Birthday party politics: Why parents need to butt out of their kid's friendships
OPINION: As a new mother, it was both extremely exciting and extremely nerve-wracking when my first born daughter started pre-primary.
She would be attending a school in Perth's northern beaches - a school that drew families in from a diverse number of areas. As a result, it soon became clear to me that the school was divided as such.
You either rolled up at the kiss-and-drive in a BMW, or you parked your 1996 Holden where it couldn't be seen.
I was perhaps a bit naive that my daughter wouldn't feel the effects of the mild socio-economic divide, but at the same time I had to admit I was slightly unnerved by the material wealth of her school friends.
We weren't dirt poor, just ordinary. In fact, I distinctly remember my daughter's Christmas wishes that year: a pool and a staircase because she desperately wanted the two-storey house all her school friends had.
Even so, she eventually became quite friendly with another little girl, Samantha, and was often invited for plays.
We often reciprocated and I don't think either of the girls ever remarked on the difference in their houses or which suburb they lived in; and there was quite a difference between Samantha's beachside villa and our modest inner suburb home.
Eventually, Samantha's birthday came around and my daughter came home with the invite in her book bag. It was a Hungry Jack's party, and she was thrilled. She didn't get takeaway very often.
At first I was a little surprised; I thought Samantha's parents would have quite a large, lavish affair.
Instead I pushed the thought aside and rang Samantha's mum to accept the invitation. That would probably have been the end of it, but I asked her what Samantha might like as a present.
Her mum said not to worry too much about a present - she would be getting heaps anyway as she had invited most of the class.
I laughed and said that I didn't know Hungry Jacks was that big.
Soon, I learnt it actually wasn't. I had heard whispers from other mothers about attending a party at Samantha's house, and began to put two and two together.
I worked out that my daughter had been invited to only one of the parties - the smaller party. I also found out us 'other' mums were referred to as the 'Glengarry group' - that is, the group without the BMWs, the boats or the mortgages set to last over the next fifty years and beyond.

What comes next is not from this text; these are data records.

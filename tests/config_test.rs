use std::time::Duration;

use connwatch::config::*;
use connwatch::{ConnectivityConfig, RetryConfig};

#[test]
fn test_default_timeouts() {
    assert_eq!(DEFAULT_CONNECTION_TIMEOUT, Duration::from_secs(5));
    assert_eq!(DEFAULT_HTTP_TIMEOUT, Duration::from_secs(10));
}

#[test]
fn test_default_targets() {
    assert_eq!(
        DEFAULT_DNS_SERVERS,
        &["1.1.1.1", "8.8.8.8", "9.9.9.9", "208.67.222.222"]
    );
    assert_eq!(DEFAULT_HTTP_HOSTS.len(), 3);
    assert_eq!(DEFAULT_DNS_TEST_DOMAINS.len(), 3);
    assert_eq!(DNS_PORT, 53);
}

#[test]
fn test_scheduling_constants() {
    assert_eq!(FORCE_COMPREHENSIVE_FAILURE_THRESHOLD, 3);
    assert_eq!(PERIODIC_VALIDATION_INTERVAL, 10);
}

#[test]
fn test_deadline_factors() {
    assert_eq!(LIGHTWEIGHT_DEADLINE_FACTOR, 4);
    assert_eq!(COMPREHENSIVE_DEADLINE_FACTOR, 2);
}

#[test]
fn test_user_agent_carries_crate_version() {
    assert!(USER_AGENT.starts_with("connwatch/"));
}

#[test]
fn test_default_config_normalizes_dns_ports() {
    let config = ConnectivityConfig::default();
    let normalized = config.normalized_dns_servers();
    assert_eq!(
        normalized,
        vec![
            "1.1.1.1:53".to_string(),
            "8.8.8.8:53".to_string(),
            "9.9.9.9:53".to_string(),
            "208.67.222.222:53".to_string(),
        ]
    );
}

#[test]
fn test_config_deserializes_from_json() {
    let json = serde_json::json!({
        "connection_timeout": {"secs": 2, "nanos": 0},
        "http_timeout": {"secs": 4, "nanos": 0},
        "dns_servers": ["9.9.9.9"],
        "http_hosts": ["https://example.com"],
        "breaker_failure_threshold": 5
    });

    let config: ConnectivityConfig = serde_json::from_value(json).unwrap();
    assert_eq!(config.connection_timeout, Duration::from_secs(2));
    assert_eq!(config.http_timeout, Duration::from_secs(4));
    assert_eq!(config.dns_servers, vec!["9.9.9.9".to_string()]);
    assert_eq!(config.http_hosts, vec!["https://example.com".to_string()]);
    assert_eq!(config.breaker_failure_threshold, 5);
    // Unspecified fields fall back to defaults.
    assert_eq!(config.retry.max_attempts, 3);
    assert_eq!(config.breaker_reset_timeout, Duration::from_secs(30));
    assert_eq!(config.dns_test_domains.len(), 3);
}

#[test]
fn test_config_round_trips_through_json() {
    let config = ConnectivityConfig {
        connection_timeout: Duration::from_millis(1500),
        dns_servers: vec!["1.1.1.1:5353".to_string()],
        retry: RetryConfig {
            max_attempts: 7,
            base_delay: Duration::from_millis(50),
            max_delay: Duration::from_secs(1),
            multiplier: 1.5,
        },
        ..Default::default()
    };

    let encoded = serde_json::to_string(&config).unwrap();
    let decoded: ConnectivityConfig = serde_json::from_str(&encoded).unwrap();
    assert_eq!(decoded.connection_timeout, Duration::from_millis(1500));
    assert_eq!(decoded.dns_servers, config.dns_servers);
    assert_eq!(decoded.retry.max_attempts, 7);
    assert!((decoded.retry.multiplier - 1.5).abs() < f64::EPSILON);
}

#[test]
fn test_normalize_dns_server_variants() {
    assert_eq!(normalize_dns_server("8.8.4.4"), "8.8.4.4:53");
    assert_eq!(normalize_dns_server("8.8.4.4:5300"), "8.8.4.4:5300");
    assert_eq!(normalize_dns_server("resolver.internal"), "resolver.internal:53");
    assert_eq!(
        normalize_dns_server("2001:4860:4860::8888"),
        "[2001:4860:4860::8888]:53"
    );
}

The other party Samantha's mum had organised was the large one where she would get all of her presents, and it was set to be held in their beautiful, pristine home. Of course, us Glengarry mob couldn't be trusted with all the white furniture and marble counter-tops.
After a little bit of undercover-mum detective work, I found that this party was reserved for the kids from the more affluent neighbourhoods.
If I hadn't already told my daughter about the party I would have told Samantha's mother where to put her invitation.
Instead, I coldly thanked her for the invite and my daughter went along to slum it with a bunch of kids who ended up being some of her best friends in years to come. The level of snobbery at play stunned me.
Earlier this month, I read about how a little girl had invited all her friends to her ninth birthday party. She invited 12 friends, and received only two RSVPs. It was beautiful to see how the community opened their hearts to her and her mother, but it was a perfect example of how 'birthday party politics' can really affect how your child understands socialising and friendships.
For kids in primary schools, birthday parties are the number one way of socialising with their peers in large groups, outside of a classroom. An invitation to a birthday party is not just an invite to celebrate someone's special day, but an invite for a child to get to know their peers. It's supposed to be a time of inclusion, making friends and laughs.
The 'Glengarry Group' incident was almost 20 years ago, and while it was a weird type of segregation rather than exclusion, it had the same effect on the children involved. It drew a line between children based on what it was their parents had, and who their parents wanted to socialise with. It stopped them from being able to socialise freely, and with whoever they wanted.
Mia's story reminded me of the Glengarry Group, and how I felt back in 1998: isolated, embarrassed and completely in shock that somehow my social standing affected my daughter's friendships. It felt like I had stopped my daughter from socialising freely because of what other parents thought of me.
But as the years have gone by, I've grown to learn it isn't up to us as parents to dictate and determine the friendships of our children.
My youngest daughter is now 15-years-old and is attempting navigate the new generation of parents determined to forge their own social groups and impose them on their children. I have told her to keep her head high and be kind, but I can see her struggling to understand why she wasn't invited to a boat cruise, a concert or a shopping trip. It can be heartbreaking.
All I can say to those parents is the same advice I give her: be kind. Try your best to pick up the phone and RSVP, make sure your kid isn't being a bully and let them determine if they want to make friends with the kid who's family doesn't own a boat.